(Work to be completed): Find every line of the listing below where "Rejected" appears, and copy it.

(Material for the task):
* * * *
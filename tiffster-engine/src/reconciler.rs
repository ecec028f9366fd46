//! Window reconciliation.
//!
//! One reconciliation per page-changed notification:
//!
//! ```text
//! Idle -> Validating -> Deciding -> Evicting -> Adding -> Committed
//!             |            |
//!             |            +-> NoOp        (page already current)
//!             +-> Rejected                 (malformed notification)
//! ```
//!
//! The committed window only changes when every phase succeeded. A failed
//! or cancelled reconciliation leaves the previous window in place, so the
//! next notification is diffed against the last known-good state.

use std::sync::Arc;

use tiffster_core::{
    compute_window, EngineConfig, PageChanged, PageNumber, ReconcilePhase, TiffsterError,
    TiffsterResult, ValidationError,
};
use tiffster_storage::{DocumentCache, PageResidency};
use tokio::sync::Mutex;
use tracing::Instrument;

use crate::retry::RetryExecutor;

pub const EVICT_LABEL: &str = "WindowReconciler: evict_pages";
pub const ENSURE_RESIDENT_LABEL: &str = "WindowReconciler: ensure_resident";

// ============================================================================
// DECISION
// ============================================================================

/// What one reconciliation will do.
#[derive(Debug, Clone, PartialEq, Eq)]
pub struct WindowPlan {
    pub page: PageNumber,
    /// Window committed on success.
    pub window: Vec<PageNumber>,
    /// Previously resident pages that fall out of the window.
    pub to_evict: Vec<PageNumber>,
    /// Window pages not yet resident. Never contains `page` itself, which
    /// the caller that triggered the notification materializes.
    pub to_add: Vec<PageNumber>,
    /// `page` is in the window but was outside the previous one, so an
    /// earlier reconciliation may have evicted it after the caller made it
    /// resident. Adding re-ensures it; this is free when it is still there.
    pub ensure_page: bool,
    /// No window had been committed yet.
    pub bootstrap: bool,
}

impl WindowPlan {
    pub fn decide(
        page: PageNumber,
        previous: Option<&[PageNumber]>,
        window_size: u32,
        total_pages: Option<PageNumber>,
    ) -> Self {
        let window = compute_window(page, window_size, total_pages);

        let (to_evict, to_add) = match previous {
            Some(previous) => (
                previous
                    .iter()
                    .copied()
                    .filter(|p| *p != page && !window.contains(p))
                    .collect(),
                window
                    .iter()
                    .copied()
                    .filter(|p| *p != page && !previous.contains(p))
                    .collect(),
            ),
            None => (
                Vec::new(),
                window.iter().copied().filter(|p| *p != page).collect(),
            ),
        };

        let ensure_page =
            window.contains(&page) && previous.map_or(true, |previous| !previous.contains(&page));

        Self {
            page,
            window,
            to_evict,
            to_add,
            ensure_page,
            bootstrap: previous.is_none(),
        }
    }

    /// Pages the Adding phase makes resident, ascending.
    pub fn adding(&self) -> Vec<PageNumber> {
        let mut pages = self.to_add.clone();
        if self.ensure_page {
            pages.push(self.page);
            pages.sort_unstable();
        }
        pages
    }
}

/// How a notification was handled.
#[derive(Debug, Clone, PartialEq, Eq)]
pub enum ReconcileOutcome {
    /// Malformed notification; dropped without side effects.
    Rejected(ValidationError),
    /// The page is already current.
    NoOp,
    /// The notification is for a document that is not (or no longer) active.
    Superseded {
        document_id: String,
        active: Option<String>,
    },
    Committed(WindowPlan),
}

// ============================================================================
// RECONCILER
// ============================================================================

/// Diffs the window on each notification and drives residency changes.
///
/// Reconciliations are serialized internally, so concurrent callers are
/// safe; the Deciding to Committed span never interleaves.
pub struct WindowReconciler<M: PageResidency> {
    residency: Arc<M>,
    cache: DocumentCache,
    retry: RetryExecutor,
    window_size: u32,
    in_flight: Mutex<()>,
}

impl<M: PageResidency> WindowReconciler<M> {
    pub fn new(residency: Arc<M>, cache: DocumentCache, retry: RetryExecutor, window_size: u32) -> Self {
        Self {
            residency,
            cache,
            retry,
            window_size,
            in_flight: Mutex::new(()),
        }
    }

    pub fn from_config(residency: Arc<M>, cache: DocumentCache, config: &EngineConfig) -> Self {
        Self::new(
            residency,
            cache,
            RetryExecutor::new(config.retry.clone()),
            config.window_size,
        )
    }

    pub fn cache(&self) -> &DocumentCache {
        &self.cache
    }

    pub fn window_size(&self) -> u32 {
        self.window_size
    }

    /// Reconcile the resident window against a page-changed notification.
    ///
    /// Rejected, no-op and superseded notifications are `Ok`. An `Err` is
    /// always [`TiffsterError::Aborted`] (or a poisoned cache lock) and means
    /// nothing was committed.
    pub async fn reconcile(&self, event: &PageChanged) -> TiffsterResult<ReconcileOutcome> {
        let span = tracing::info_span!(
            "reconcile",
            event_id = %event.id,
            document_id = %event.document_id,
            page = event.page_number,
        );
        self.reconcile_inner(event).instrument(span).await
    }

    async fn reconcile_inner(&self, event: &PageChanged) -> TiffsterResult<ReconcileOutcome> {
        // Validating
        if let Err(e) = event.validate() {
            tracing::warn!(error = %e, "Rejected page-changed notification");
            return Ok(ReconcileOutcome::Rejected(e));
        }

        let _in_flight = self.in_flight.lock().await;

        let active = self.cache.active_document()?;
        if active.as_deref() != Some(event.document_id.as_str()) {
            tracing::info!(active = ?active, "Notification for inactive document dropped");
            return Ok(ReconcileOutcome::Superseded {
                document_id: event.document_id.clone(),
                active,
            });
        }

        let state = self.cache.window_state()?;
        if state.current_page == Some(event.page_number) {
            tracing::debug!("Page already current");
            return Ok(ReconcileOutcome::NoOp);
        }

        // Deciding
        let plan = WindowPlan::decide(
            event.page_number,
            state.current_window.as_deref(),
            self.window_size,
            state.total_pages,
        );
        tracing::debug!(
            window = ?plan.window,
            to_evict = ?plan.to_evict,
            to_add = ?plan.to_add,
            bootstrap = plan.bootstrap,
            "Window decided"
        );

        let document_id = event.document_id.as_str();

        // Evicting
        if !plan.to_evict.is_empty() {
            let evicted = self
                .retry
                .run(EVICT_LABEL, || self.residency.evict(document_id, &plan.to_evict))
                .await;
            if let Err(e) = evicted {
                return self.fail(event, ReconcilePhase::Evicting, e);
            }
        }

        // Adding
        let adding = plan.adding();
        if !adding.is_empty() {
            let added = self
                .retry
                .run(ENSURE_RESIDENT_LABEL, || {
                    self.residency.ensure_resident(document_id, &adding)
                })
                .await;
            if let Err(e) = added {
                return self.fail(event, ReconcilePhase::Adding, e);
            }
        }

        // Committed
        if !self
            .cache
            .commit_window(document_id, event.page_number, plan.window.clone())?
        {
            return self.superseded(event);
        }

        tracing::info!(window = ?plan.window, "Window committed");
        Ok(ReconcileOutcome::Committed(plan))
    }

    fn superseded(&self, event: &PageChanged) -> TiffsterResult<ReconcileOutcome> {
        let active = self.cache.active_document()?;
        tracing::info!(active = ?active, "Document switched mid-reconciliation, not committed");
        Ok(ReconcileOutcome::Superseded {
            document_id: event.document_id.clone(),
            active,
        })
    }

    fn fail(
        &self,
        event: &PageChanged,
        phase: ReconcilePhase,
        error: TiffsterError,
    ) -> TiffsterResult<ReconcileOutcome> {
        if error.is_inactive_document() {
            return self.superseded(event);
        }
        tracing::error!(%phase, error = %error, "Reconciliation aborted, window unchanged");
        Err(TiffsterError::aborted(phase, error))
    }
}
* * * *
(Answer section):
//!             +-> Rejected                 (malformed notification)
    Rejected(ValidationError),
    /// Rejected, no-op and superseded notifications are `Ok`. An `Err` is
            tracing::warn!(error = %e, "Rejected page-changed notification");
            return Ok(ReconcileOutcome::Rejected(e));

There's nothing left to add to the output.